Squire has been in business for 50 years this year, and all three barbers — Bob Youtsler, Pete Kurtz and Ishmael “Charlie” DeBord — have cut every hair in the place.

Youtsler, 80, left his uncle’s barber shop in Middletown after eight years and opened Squire’s on Jackson Lane on Feb. 6, 1968. At the time, Roosevelt was a cornfield, and there were only a few businesses in the area.

DeBord, 75, who worked with Youtsler for two years in his uncle’s shop, followed. Kurtz, 70, whom Youtsler found at a Dayton barber college, joined the trio.

The band of barbers has been together since.

Only the Rolling Stones have played longer.

No one has had more fun working together or sharing as many laughs.

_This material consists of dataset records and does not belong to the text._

//! Wrapped mixin exports (analyze phase)
//!
//! `export const M = dedupe(klass => class extends klass { ... })` hides
//! the mixin shape inside a call expression, so the mixins plugin never
//! sees it. This plugin looks through top-level call-expression arguments
//! of exported variable initializers for an inner mixin shape and unwraps
//! it under the exported name.

use anyhow::Result;
use tree_sitter::Node;

use crate::analysis::plugin::{AnalyzeArgs, Plugin};
use crate::ast;
use crate::builders::mixin::{self, MixinMatch};
use crate::jsdoc;
use crate::plugins::is_top_level;
use crate::schema::Declaration;

pub struct ReexportedWrappedMixinsPlugin;

impl Plugin for ReexportedWrappedMixinsPlugin {
    fn name(&self) -> &str {
        "CORE - REEXPORTED-WRAPPED-MIXINS"
    }

    fn analyze(&mut self, args: &mut AnalyzeArgs<'_, '_>) -> Result<()> {
        if args.node.kind() != "export_statement" || !is_top_level(args.node) {
            return Ok(());
        }
        let source = args.source;
        let Some(declaration) = args.node.child_by_field_name("declaration") else {
            return Ok(());
        };
        if !matches!(
            declaration.kind(),
            "lexical_declaration" | "variable_declaration"
        ) {
            return Ok(());
        }

        for declarator in ast::find_children_by_kind(declaration, "variable_declarator") {
            let Some(value) = declarator.child_by_field_name("value") else {
                continue;
            };
            if value.kind() != "call_expression" {
                continue;
            }
            let Some(name) = declarator
                .child_by_field_name("name")
                .filter(|n| n.kind() == "identifier")
                .map(|n| ast::node_text(n, source).to_string())
            else {
                continue;
            };
            let Some(detected) = wrapped_mixin(value, source) else {
                continue;
            };

            let doc = jsdoc::for_node(declarator, source);
            let (mut mixin_declaration, inner_mixin_names) =
                mixin::build_mixin(name, detected, source, doc.as_ref());
            mixin_declaration.mixins = inner_mixin_names
                .iter()
                .map(|inner| args.context.resolve(inner))
                .collect();

            // The variables plugin ran earlier in this pass and saw only an
            // opaque call expression; its placeholder record is refined
            // into the unwrapped mixin.
            let existing = args
                .module
                .declarations
                .iter()
                .position(|d| d.name() == mixin_declaration.name);
            match existing {
                Some(index)
                    if matches!(args.module.declarations[index], Declaration::Variable(_)) =>
                {
                    args.module.declarations[index] = Declaration::Mixin(mixin_declaration);
                }
                Some(_) => {}
                None => args
                    .module
                    .declarations
                    .push(Declaration::Mixin(mixin_declaration)),
            }
        }
        Ok(())
    }
}

/// Search a call expression's arguments (through nested wrapping calls)
/// for a mixin-shaped function.
fn wrapped_mixin<'t>(call: Node<'t>, source: &str) -> Option<MixinMatch<'t>> {
    let arguments = call.child_by_field_name("arguments")?;
    let mut cursor = arguments.walk();
    for argument in arguments.named_children(&mut cursor) {
        match argument.kind() {
            "arrow_function" | "function_expression" => {
                if let Some(found) = mixin::detect_mixin(argument, source) {
                    return Some(found);
                }
            }
            "call_expression" => {
                if let Some(found) = wrapped_mixin(argument, source) {
                    return Some(found);
                }
            }
            _ => {}
        }
    }
    None
}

The three co-workers act more like brothers. Over the last 50 years, they have spent more time together than with their wives.

When they weren’t cutting hair six days a week, they were hunting and fishing. When they wanted to get away, they taped a note on the front door: “Closed for plumbing repairs. Be back in three days.”

That was code for Gone Huntin’ to West Virginia.

The three have celebrated birthdays, wedding anniversaries and the births of children and grandchildren, but also have visited each other in the hospital and attended funerals.

The partnership seemed like it was going to end recently after Youtsler returned from being off work for several weeks for a medical reason. He told his buddies he was ready to retire, and he’d give them the shop. There were tears and hugs, of course. But DeBord and Kurtz wouldn’t let Youtsler retire. Instead, they allow him to work in his same front booth and set his own hours.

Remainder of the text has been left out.